Collected data entries
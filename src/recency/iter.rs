use std::iter::FusedIterator;

use super::chain::{Chain, NodeId};

/// A borrowing iterator over the keys of a [`RecencyIndex`], from most to
/// least recently touched.
///
/// This is constructed by calling [`RecencyIndex::iter`].
///
/// [`RecencyIndex`]: super::RecencyIndex
/// [`RecencyIndex::iter`]: super::RecencyIndex::iter
#[derive(Debug)]
pub struct Iter<'a, K> {
    pub(super) cursor: Cursor<'a, K>,
    pub(super) remaining: usize,
}

#[derive(Debug)]
pub(super) enum Cursor<'a, K> {
    Done,
    Single(&'a K),
    Chained {
        chain: &'a Chain<K>,
        next: Option<NodeId>,
    },
}

impl<'a, K> Clone for Iter<'a, K> {
    fn clone(&self) -> Self {
        let cursor = match self.cursor {
            Cursor::Done => Cursor::Done,
            Cursor::Single(key) => Cursor::Single(key),
            Cursor::Chained { chain, next } => Cursor::Chained { chain, next },
        };
        Self {
            cursor,
            remaining: self.remaining,
        }
    }
}

impl<'a, K: std::hash::Hash + Eq + Clone> Iterator for Iter<'a, K> {
    type Item = &'a K;

    fn next(&mut self) -> Option<Self::Item> {
        let key = match std::mem::replace(&mut self.cursor, Cursor::Done) {
            Cursor::Done => return None,
            Cursor::Single(key) => key,
            Cursor::Chained { chain, next } => {
                let id = next?;
                self.cursor = Cursor::Chained {
                    chain,
                    next: chain.older_than(id),
                };
                chain.key_of(id)
            }
        };
        self.remaining -= 1;
        Some(key)
    }

    fn size_hint(&self) -> (usize, Option<usize>) {
        (self.remaining, Some(self.remaining))
    }
}

impl<'a, K: std::hash::Hash + Eq + Clone> FusedIterator for Iter<'a, K> {}

impl<'a, K: std::hash::Hash + Eq + Clone> ExactSizeIterator for Iter<'a, K> {
    #[inline]
    fn len(&self) -> usize {
        self.remaining
    }
}
//! Errors returned when constructing a cache.

use std::fmt;

/// Error returned when a cache is configured with invalid parameters, such as
/// a capacity of zero.
///
/// ```
/// # use linked_lru::LruCache;
/// let err = LruCache::<u32, u32>::try_with_capacity(0).unwrap_err();
/// assert!(err.to_string().contains("capacity"));
/// ```
#[derive(Debug, Clone, PartialEq, Eq)]
pub struct ConfigError(String);

impl ConfigError {
    /// Creates a new `ConfigError` with the given description.
    #[inline]
    #[must_use]
    pub fn new(msg: impl Into<String>) -> Self {
        Self(msg.into())
    }

    /// Returns the error description.
    #[inline]
    #[must_use]
    pub fn message(&self) -> &str {
        &self.0
    }
}

impl fmt::Display for ConfigError {
    fn fmt(&self, f: &mut fmt::Formatter<'_>) -> fmt::Result {
        f.write_str(&self.0)
    }
}

impl std::error::Error for ConfigError {}
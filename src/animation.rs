//! Animated zoom transitions.
//!
//! A [`ZoomAnimation`] interpolates the viewport transform from one
//! `(scale, offset)` pair to another. The viewer holds at most one; a new
//! request replaces the old mid-flight, so the latest request always wins
//! and there is no animation queue.

use crate::core::point::Point;
use instant::Instant;
use serde::{Deserialize, Serialize};
use std::time::Duration;

/// Easing functions for animated transitions
#[derive(Debug, Clone, Copy, PartialEq, Eq, Default, Serialize, Deserialize)]
pub enum Easing {
    Linear,
    EaseIn,
    EaseOut,
    #[default]
    EaseInOut,
}

impl Easing {
    /// Map linear progress `t` in `[0, 1]` to eased progress.
    pub fn apply(&self, t: f64) -> f64 {
        let t = t.clamp(0.0, 1.0);
        match self {
            Easing::Linear => t,
            Easing::EaseIn => t * t,
            Easing::EaseOut => t * (2.0 - t),
            Easing::EaseInOut => {
                if t < 0.5 {
                    2.0 * t * t
                } else {
                    -1.0 + (4.0 - 2.0 * t) * t
                }
            }
        }
    }
}

pub fn lerp(from: f64, to: f64, t: f64) -> f64 {
    from + (to - from) * t
}

/// One sampled animation step
#[derive(Debug, Clone, Copy, PartialEq)]
pub struct AnimationFrame {
    pub scale: f64,
    pub offset: Point,
    pub finished: bool,
}

/// In-flight interpolation of the viewport transform
#[derive(Debug, Clone)]
pub struct ZoomAnimation {
    start_time: Instant,
    duration: Duration,
    easing: Easing,
    from_scale: f64,
    from_offset: Point,
    to_scale: f64,
    to_offset: Point,
}

impl ZoomAnimation {
    pub fn new(
        from_scale: f64,
        from_offset: Point,
        to_scale: f64,
        to_offset: Point,
        duration: Duration,
    ) -> Self {
        Self {
            start_time: Instant::now(),
            duration,
            easing: Easing::default(),
            from_scale,
            from_offset,
            to_scale,
            to_offset,
        }
    }

    pub fn target_scale(&self) -> f64 {
        self.to_scale
    }

    /// Sample the transform at `now`. Once progress reaches 1.0 the frame
    /// reports `finished` and holds the exact target values.
    pub fn sample(&self, now: Instant) -> AnimationFrame {
        let elapsed = now.duration_since(self.start_time).as_secs_f64();
        let total = self.duration.as_secs_f64();
        let t = if total <= 0.0 {
            1.0
        } else {
            (elapsed / total).clamp(0.0, 1.0)
        };
        if t >= 1.0 {
            return AnimationFrame {
                scale: self.to_scale,
                offset: self.to_offset,
                finished: true,
            };
        }
        let eased = self.easing.apply(t);
        AnimationFrame {
            scale: lerp(self.from_scale, self.to_scale, eased),
            offset: Point::new(
                lerp(self.from_offset.x, self.to_offset.x, eased),
                lerp(self.from_offset.y, self.to_offset.y, eased),
            ),
            finished: false,
        }
    }
}

#[cfg(test)]
mod tests {
    use super::*;

    #[test]
    fn easing_endpoints_are_exact() {
        for easing in [
            Easing::Linear,
            Easing::EaseIn,
            Easing::EaseOut,
            Easing::EaseInOut,
        ] {
            assert_eq!(easing.apply(0.0), 0.0);
            assert_eq!(easing.apply(1.0), 1.0);
            assert_eq!(easing.apply(-0.5), 0.0);
            assert_eq!(easing.apply(1.5), 1.0);
        }
    }

    #[test]
    fn ease_in_out_is_symmetric() {
        let e = Easing::EaseInOut;
        assert!((e.apply(0.5) - 0.5).abs() < 1e-12);
        for i in 0..50 {
            let t = i as f64 / 100.0;
            let a = e.apply(t);
            let b = e.apply(1.0 - t);
            assert!((a + b - 1.0).abs() < 1e-9);
        }
    }

    #[test]
    fn sample_interpolates_and_finishes() {
        let anim = ZoomAnimation::new(
            0.2,
            Point::new(0.0, 0.0),
            0.4,
            Point::new(-100.0, -50.0),
            Duration::from_millis(200),
        );

        let start = anim.sample(anim.start_time);
        assert_eq!(start.scale, 0.2);
        assert!(!start.finished);

        let mid = anim.sample(anim.start_time + Duration::from_millis(100));
        assert!(mid.scale > 0.2 && mid.scale < 0.4);
        assert!(mid.offset.x < 0.0 && mid.offset.x > -100.0);
        assert!(!mid.finished);

        let end = anim.sample(anim.start_time + Duration::from_millis(250));
        assert_eq!(end.scale, 0.4);
        assert_eq!(end.offset, Point::new(-100.0, -50.0));
        assert!(end.finished);
    }

    #[test]
    fn zero_duration_finishes_immediately() {
        let anim = ZoomAnimation::new(
            0.2,
            Point::default(),
            1.0,
            Point::new(5.0, 5.0),
            Duration::ZERO,
        );
        let frame = anim.sample(anim.start_time);
        assert!(frame.finished);
        assert_eq!(frame.scale, 1.0);
    }
}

— TASK DESCRIPTION —
Output the data in full, exactly as it stands.

— RESULT FOR THIS TASK —
filename src/recency/iter.rs
use std::iter::FusedIterator;

use super::chain::{Chain, NodeId};

/// A borrowing iterator over the keys of a [`RecencyIndex`], from most to
/// least recently touched.
///
/// This is constructed by calling [`RecencyIndex::iter`].
///
/// [`RecencyIndex`]: super::RecencyIndex
/// [`RecencyIndex::iter`]: super::RecencyIndex::iter
#[derive(Debug)]
pub struct Iter<'a, K> {
    pub(super) cursor: Cursor<'a, K>,
    pub(super) remaining: usize,
}

#[derive(Debug)]
pub(super) enum Cursor<'a, K> {
    Done,
    Single(&'a K),
    Chained {
        chain: &'a Chain<K>,
        next: Option<NodeId>,
    },
}

impl<'a, K> Clone for Iter<'a, K> {
    fn clone(&self) -> Self {
        let cursor = match self.cursor {
            Cursor::Done => Cursor::Done,
            Cursor::Single(key) => Cursor::Single(key),
            Cursor::Chained { chain, next } => Cursor::Chained { chain, next },
        };
        Self {
            cursor,
            remaining: self.remaining,
        }
    }
}

impl<'a, K: std::hash::Hash + Eq + Clone> Iterator for Iter<'a, K> {
    type Item = &'a K;

    fn next(&mut self) -> Option<Self::Item> {
        let key = match std::mem::replace(&mut self.cursor, Cursor::Done) {
            Cursor::Done => return None,
            Cursor::Single(key) => key,
            Cursor::Chained { chain, next } => {
                let id = next?;
                self.cursor = Cursor::Chained {
                    chain,
                    next: chain.older_than(id),
                };
                chain.key_of(id)
            }
        };
        self.remaining -= 1;
        Some(key)
    }

    fn size_hint(&self) -> (usize, Option<usize>) {
        (self.remaining, Some(self.remaining))
    }
}

impl<'a, K: std::hash::Hash + Eq + Clone> FusedIterator for Iter<'a, K> {}

impl<'a, K: std::hash::Hash + Eq + Clone> ExactSizeIterator for Iter<'a, K> {
    #[inline]
    fn len(&self) -> usize {
        self.remaining
    }
}
//! Errors returned when constructing a cache.

use std::fmt;

/// Error returned when a cache is configured with invalid parameters, such as
/// a capacity of zero.
///
/// ```
/// # use linked_lru::LruCache;
/// let err = LruCache::<u32, u32>::try_with_capacity(0).unwrap_err();
/// assert!(err.to_string().contains("capacity"));
/// ```
#[derive(Debug, Clone, PartialEq, Eq)]
pub struct ConfigError(String);

impl ConfigError {
    /// Creates a new `ConfigError` with the given description.
    #[inline]
    #[must_use]
    pub fn new(msg: impl Into<String>) -> Self {
        Self(msg.into())
    }

    /// Returns the error description.
    #[inline]
    #[must_use]
    pub fn message(&self) -> &str {
        &self.0
    }
}

impl fmt::Display for ConfigError {
    fn fmt(&self, f: &mut fmt::Formatter<'_>) -> fmt::Result {
        f.write_str(&self.0)
    }
}

impl std::error::Error for ConfigError {}
filename src/animation.rs
//! Animated zoom transitions.
//!
//! A [`ZoomAnimation`] interpolates the viewport transform from one
//! `(scale, offset)` pair to another. The viewer holds at most one; a new
//! request replaces the old mid-flight, so the latest request always wins
//! and there is no animation queue.

use crate::core::point::Point;
use instant::Instant;
use serde::{Deserialize, Serialize};
use std::time::Duration;

/// Easing functions for animated transitions
#[derive(Debug, Clone, Copy, PartialEq, Eq, Default, Serialize, Deserialize)]
pub enum Easing {
    Linear,
    EaseIn,
    EaseOut,
    #[default]
    EaseInOut,
}

impl Easing {
    /// Map linear progress `t` in `[0, 1]` to eased progress.
    pub fn apply(&self, t: f64) -> f64 {
        let t = t.clamp(0.0, 1.0);
        match self {
            Easing::Linear => t,
            Easing::EaseIn => t * t,
            Easing::EaseOut => t * (2.0 - t),
            Easing::EaseInOut => {
                if t < 0.5 {
                    2.0 * t * t
                } else {
                    -1.0 + (4.0 - 2.0 * t) * t
                }
            }
        }
    }
}

pub fn lerp(from: f64, to: f64, t: f64) -> f64 {
    from + (to - from) * t
}

/// One sampled animation step
#[derive(Debug, Clone, Copy, PartialEq)]
pub struct AnimationFrame {
    pub scale: f64,
    pub offset: Point,
    pub finished: bool,
}

/// In-flight interpolation of the viewport transform
#[derive(Debug, Clone)]
pub struct ZoomAnimation {
    start_time: Instant,
    duration: Duration,
    easing: Easing,
    from_scale: f64,
    from_offset: Point,
    to_scale: f64,
    to_offset: Point,
}

impl ZoomAnimation {
    pub fn new(
        from_scale: f64,
        from_offset: Point,
        to_scale: f64,
        to_offset: Point,
        duration: Duration,
    ) -> Self {
        Self {
            start_time: Instant::now(),
            duration,
            easing: Easing::default(),
            from_scale,
            from_offset,
            to_scale,
            to_offset,
        }
    }

    pub fn target_scale(&self) -> f64 {
        self.to_scale
    }

    /// Sample the transform at `now`. Once progress reaches 1.0 the frame
    /// reports `finished` and holds the exact target values.
    pub fn sample(&self, now: Instant) -> AnimationFrame {
        let elapsed = now.duration_since(self.start_time).as_secs_f64();
        let total = self.duration.as_secs_f64();
        let t = if total <= 0.0 {
            1.0
        } else {
            (elapsed / total).clamp(0.0, 1.0)
        };
        if t >= 1.0 {
            return AnimationFrame {
                scale: self.to_scale,
                offset: self.to_offset,
                finished: true,
            };
        }
        let eased = self.easing.apply(t);
        AnimationFrame {
            scale: lerp(self.from_scale, self.to_scale, eased),
            offset: Point::new(
                lerp(self.from_offset.x, self.to_offset.x, eased),
                lerp(self.from_offset.y, self.to_offset.y, eased),
            ),
            finished: false,
        }
    }
}

#[cfg(test)]
mod tests {
    use super::*;

    #[test]
    fn easing_endpoints_are_exact() {
        for easing in [
            Easing::Linear,
            Easing::EaseIn,
            Easing::EaseOut,
            Easing::EaseInOut,
        ] {
            assert_eq!(easing.apply(0.0), 0.0);
            assert_eq!(easing.apply(1.0), 1.0);
            assert_eq!(easing.apply(-0.5), 0.0);
            assert_eq!(easing.apply(1.5), 1.0);
        }
    }

    #[test]
    fn ease_in_out_is_symmetric() {
        let e = Easing::EaseInOut;
        assert!((e.apply(0.5) - 0.5).abs() < 1e-12);
        for i in 0..50 {
            let t = i as f64 / 100.0;
            let a = e.apply(t);
            let b = e.apply(1.0 - t);
            assert!((a + b - 1.0).abs() < 1e-9);
        }
    }

    #[test]
    fn sample_interpolates_and_finishes() {
        let anim = ZoomAnimation::new(
            0.2,
            Point::new(0.0, 0.0),
            0.4,
            Point::new(-100.0, -50.0),
            Duration::from_millis(200),
        );

        let start = anim.sample(anim.start_time);
        assert_eq!(start.scale, 0.2);
        assert!(!start.finished);

        let mid = anim.sample(anim.start_time + Duration::from_millis(100));
        assert!(mid.scale > 0.2 && mid.scale < 0.4);
        assert!(mid.offset.x < 0.0 && mid.offset.x > -100.0);
        assert!(!mid.finished);

        let end = anim.sample(anim.start_time + Duration::from_millis(250));
        assert_eq!(end.scale, 0.4);
        assert_eq!(end.offset, Point::new(-100.0, -50.0));
        assert!(end.finished);
    }

    #[test]
    fn zero_duration_finishes_immediately() {
        let anim = ZoomAnimation::new(
            0.2,
            Point::default(),
            1.0,
            Point::new(5.0, 5.0),
            Duration::ZERO,
        );
        let frame = anim.sample(anim.start_time);
        assert!(frame.finished);
        assert_eq!(frame.scale, 1.0);
    }
}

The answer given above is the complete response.